When her hanai parents passed away, Liliʻuokalani came under the Bishop's guardianship. During this time, she became a part of the young social elite under the reign of Kamehameha IV. Liliʻuokalani served as maid of honor to Queen Emma and King Kamehameha IV’s wedding and was also noted by some royal dignitaries as “The highest unmarried woman in the Kingdom”. She has been pursued by several gentlemen. She was shortly engaged to William Charles Lunilao in which she shared interest in music composition, but she then broke the engagement due to the opposition of the Bishops and the urging of King Kamehameha IV.

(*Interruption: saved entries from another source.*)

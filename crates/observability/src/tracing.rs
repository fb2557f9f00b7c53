use tracing_subscriber::EnvFilter;

/// Install the global subscriber: JSON lines on stdout, level taken from
/// `RUST_LOG` with an `info` fallback.
pub fn init() {
    let filter = EnvFilter::try_from_default_env().unwrap_or_else(|_| EnvFilter::new("info"));

    let _ = tracing_subscriber::fmt()
        .with_env_filter(filter)
        .json()
        .with_timer(tracing_subscriber::fmt::time::SystemTime)
        .with_target(false)
        .try_init();
}
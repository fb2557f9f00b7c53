//! Banking domain module (business bank accounts).
//!
//! Bank accounts are registry entities referenced by money transactions. Their
//! balances are never stored; an account's net flow is derived from the ledger.

pub mod account;

pub use account::BankAccount;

Afterwards, she became romantically involved and got married to an American-born statesman, John Owen Dominis, who later became the Governor of Oahu and Maui. She met Dominis during school days. They had been engaged for two years but had to delay their wedding due to the death of Prince Albert, the young son of King Kamehameha IV. It was also the King’s request to postpone the wedding. 

John Owen Dominis 

After the wedding, the couple moved to Washington Palace in Honolulu where the Dominise’s residence is. It was said to be an unhappy marriage with Dominis’ infidelities which bore him a son to one of Liliʻuokalani’s servants. Since the couple did not have any children, Liliʻuokalani adopted three hanai children including her husband’s son. Their union also suffered domestic conflict between Liliʻuokalani and Dominis’ mother who did not approve of his son’s marriage to a Hawaiian.

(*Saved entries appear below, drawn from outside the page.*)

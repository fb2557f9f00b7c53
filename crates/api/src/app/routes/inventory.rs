use std::sync::Arc;

use axum::{
    extract::{Extension, Path, Query},
    http::StatusCode,
    response::IntoResponse,
    routing::{get, post},
    Json, Router,
};
use chrono::Utc;

use goldbook_core::{JewelryItemId, StandardItemId};
use goldbook_infra::LedgerStore;
use goldbook_inventory::{JewelryItem, JewelryState, StandardItem};

use crate::app::services::AppServices;
use crate::app::{dto, errors};

pub fn router() -> Router {
    Router::new()
        .route("/standard", post(catalog_standard_item).get(list_standard_items))
        .route("/jewelry", post(intake_jewelry).get(list_jewelry))
        .route("/jewelry/:code", get(get_jewelry))
}

pub async fn catalog_standard_item(
    Extension(services): Extension<Arc<AppServices>>,
    Json(body): Json<dto::CatalogStandardItemRequest>,
) -> axum::response::Response {
    let item = match StandardItem::catalog(
        StandardItemId::new(),
        body.code,
        body.name,
        body.unit_weight_grams,
        body.purity,
        Utc::now(),
    ) {
        Ok(item) => item,
        Err(e) => return errors::domain_error_to_response(e),
    };

    let response = dto::standard_item_to_json(&item);
    if let Err(e) = services.store.insert_standard_item(item) {
        return errors::registry_error_to_response(e);
    }
    (StatusCode::CREATED, Json(response)).into_response()
}

pub async fn list_standard_items(
    Extension(services): Extension<Arc<AppServices>>,
) -> axum::response::Response {
    match services.store.list_standard_items() {
        Ok(items) => {
            let items = items
                .iter()
                .map(dto::standard_item_to_json)
                .collect::<Vec<_>>();
            (StatusCode::OK, Json(serde_json::json!({ "items": items }))).into_response()
        }
        Err(e) => errors::storage_error_to_response(e),
    }
}

pub async fn intake_jewelry(
    Extension(services): Extension<Arc<AppServices>>,
    Json(body): Json<dto::IntakeJewelryRequest>,
) -> axum::response::Response {
    let state = match body.state.as_deref() {
        Some(raw) => match raw.parse::<JewelryState>() {
            Ok(state) => state,
            Err(e) => return errors::domain_error_to_response(e),
        },
        None => JewelryState::InStock,
    };

    let piece = match JewelryItem::intake(
        JewelryItemId::new(),
        body.code,
        body.name,
        body.weight_grams,
        body.purity,
        body.premium,
        state,
        Utc::now(),
    ) {
        Ok(piece) => piece,
        Err(e) => return errors::domain_error_to_response(e),
    };

    let response = dto::jewelry_to_json(&piece);
    if let Err(e) = services.store.insert_jewelry(piece) {
        return errors::registry_error_to_response(e);
    }
    (StatusCode::CREATED, Json(response)).into_response()
}

pub async fn list_jewelry(
    Extension(services): Extension<Arc<AppServices>>,
    Query(query): Query<dto::ListJewelryQuery>,
) -> axum::response::Response {
    let state = match query.state.as_deref() {
        Some(raw) => match raw.parse::<JewelryState>() {
            Ok(state) => Some(state),
            Err(e) => return errors::domain_error_to_response(e),
        },
        None => None,
    };

    match services.store.list_jewelry() {
        Ok(pieces) => {
            let items = pieces
                .iter()
                .filter(|piece| state.is_none_or(|wanted| piece.state() == wanted))
                .map(dto::jewelry_to_json)
                .collect::<Vec<_>>();
            (StatusCode::OK, Json(serde_json::json!({ "items": items }))).into_response()
        }
        Err(e) => errors::storage_error_to_response(e),
    }
}

pub async fn get_jewelry(
    Extension(services): Extension<Arc<AppServices>>,
    Path(code): Path<String>,
) -> axum::response::Response {
    match services.store.jewelry_by_code(&code) {
        Ok(Some(piece)) => (StatusCode::OK, Json(dto::jewelry_to_json(&piece))).into_response(),
        Ok(None) => errors::json_error(
            StatusCode::NOT_FOUND,
            "item_not_found",
            format!("jewelry not found: {code}"),
        ),
        Err(e) => errors::storage_error_to_response(e),
    }
}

In 1881, she acted as regent during King Kalakaua’s world tour in 1881 and helped raised funds to build “The Queens Hospital” and active in organizing Schools for Hawaiian youth. During this time she convinced the governmental board of health to set aside land for a leprosy hospital at Kakaʻako. Then in 1886, she founded a bank for women in Honolulu named Liliuokalani’s Savings Bank. In the same year, she also founded the Liliʻuokalani Educational Society which supported the tuition of Hawaiian girls at Kawaiahaʻo Seminary for Girls.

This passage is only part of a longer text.